(Stored data entries)
· · · ·
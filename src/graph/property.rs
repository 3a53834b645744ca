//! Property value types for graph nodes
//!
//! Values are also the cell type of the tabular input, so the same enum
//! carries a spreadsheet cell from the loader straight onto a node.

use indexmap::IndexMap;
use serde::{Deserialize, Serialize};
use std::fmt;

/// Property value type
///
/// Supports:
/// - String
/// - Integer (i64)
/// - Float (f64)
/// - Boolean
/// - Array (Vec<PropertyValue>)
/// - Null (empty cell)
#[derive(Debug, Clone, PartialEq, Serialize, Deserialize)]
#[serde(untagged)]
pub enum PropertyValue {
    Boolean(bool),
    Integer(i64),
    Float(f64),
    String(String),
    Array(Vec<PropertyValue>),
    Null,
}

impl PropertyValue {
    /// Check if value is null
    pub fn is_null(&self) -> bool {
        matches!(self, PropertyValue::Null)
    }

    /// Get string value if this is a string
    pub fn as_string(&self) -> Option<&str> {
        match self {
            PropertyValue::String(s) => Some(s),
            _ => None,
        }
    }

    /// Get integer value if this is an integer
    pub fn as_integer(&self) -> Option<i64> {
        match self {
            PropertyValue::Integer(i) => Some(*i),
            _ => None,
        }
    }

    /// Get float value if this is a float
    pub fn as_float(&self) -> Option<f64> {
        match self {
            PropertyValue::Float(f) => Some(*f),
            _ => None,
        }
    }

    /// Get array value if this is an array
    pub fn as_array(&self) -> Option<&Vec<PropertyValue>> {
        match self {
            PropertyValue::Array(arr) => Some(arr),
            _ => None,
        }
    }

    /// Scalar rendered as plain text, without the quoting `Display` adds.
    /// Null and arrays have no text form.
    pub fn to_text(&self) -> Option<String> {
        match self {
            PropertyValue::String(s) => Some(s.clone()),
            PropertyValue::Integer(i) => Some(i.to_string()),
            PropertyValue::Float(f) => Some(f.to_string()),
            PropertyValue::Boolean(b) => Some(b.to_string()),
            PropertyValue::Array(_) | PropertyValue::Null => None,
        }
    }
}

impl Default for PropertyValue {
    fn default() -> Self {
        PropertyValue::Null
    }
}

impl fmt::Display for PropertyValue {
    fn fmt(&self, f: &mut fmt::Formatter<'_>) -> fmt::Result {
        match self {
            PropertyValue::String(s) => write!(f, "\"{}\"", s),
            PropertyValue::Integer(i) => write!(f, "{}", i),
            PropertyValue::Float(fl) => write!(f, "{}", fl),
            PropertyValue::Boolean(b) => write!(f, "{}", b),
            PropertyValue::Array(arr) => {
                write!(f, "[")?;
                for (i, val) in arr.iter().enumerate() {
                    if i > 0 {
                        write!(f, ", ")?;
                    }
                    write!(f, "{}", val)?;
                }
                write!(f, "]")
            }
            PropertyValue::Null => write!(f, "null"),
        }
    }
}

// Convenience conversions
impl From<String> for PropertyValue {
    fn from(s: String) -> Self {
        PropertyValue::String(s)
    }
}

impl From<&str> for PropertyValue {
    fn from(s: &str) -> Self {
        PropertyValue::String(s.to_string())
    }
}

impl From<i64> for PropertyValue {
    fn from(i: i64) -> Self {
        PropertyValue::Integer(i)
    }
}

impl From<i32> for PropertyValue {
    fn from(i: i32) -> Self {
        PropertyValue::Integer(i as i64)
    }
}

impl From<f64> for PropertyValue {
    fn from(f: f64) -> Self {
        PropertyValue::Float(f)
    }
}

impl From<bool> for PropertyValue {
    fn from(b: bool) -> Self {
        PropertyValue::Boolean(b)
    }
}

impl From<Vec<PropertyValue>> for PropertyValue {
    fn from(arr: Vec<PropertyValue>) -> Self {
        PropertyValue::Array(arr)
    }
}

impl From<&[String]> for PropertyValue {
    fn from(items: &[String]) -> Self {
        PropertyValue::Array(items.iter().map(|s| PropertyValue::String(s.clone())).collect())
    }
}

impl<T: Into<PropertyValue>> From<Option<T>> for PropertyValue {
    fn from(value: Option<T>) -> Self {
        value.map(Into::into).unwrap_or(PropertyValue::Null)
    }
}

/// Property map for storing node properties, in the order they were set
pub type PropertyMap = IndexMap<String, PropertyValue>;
· · · ·
— Brief —
Reproduce exactly what appears from the line containing "fn from(i: i64)" down to the final line of the data.

— Exercise output —
    fn from(i: i64) -> Self {
        PropertyValue::Integer(i)
    }
}

impl From<i32> for PropertyValue {
    fn from(i: i32) -> Self {
        PropertyValue::Integer(i as i64)
    }
}

impl From<f64> for PropertyValue {
    fn from(f: f64) -> Self {
        PropertyValue::Float(f)
    }
}

impl From<bool> for PropertyValue {
    fn from(b: bool) -> Self {
        PropertyValue::Boolean(b)
    }
}

impl From<Vec<PropertyValue>> for PropertyValue {
    fn from(arr: Vec<PropertyValue>) -> Self {
        PropertyValue::Array(arr)
    }
}

impl From<&[String]> for PropertyValue {
    fn from(items: &[String]) -> Self {
        PropertyValue::Array(items.iter().map(|s| PropertyValue::String(s.clone())).collect())
    }
}

impl<T: Into<PropertyValue>> From<Option<T>> for PropertyValue {
    fn from(value: Option<T>) -> Self {
        value.map(Into::into).unwrap_or(PropertyValue::Null)
    }
}

/// Property map for storing node properties, in the order they were set
pub type PropertyMap = IndexMap<String, PropertyValue>;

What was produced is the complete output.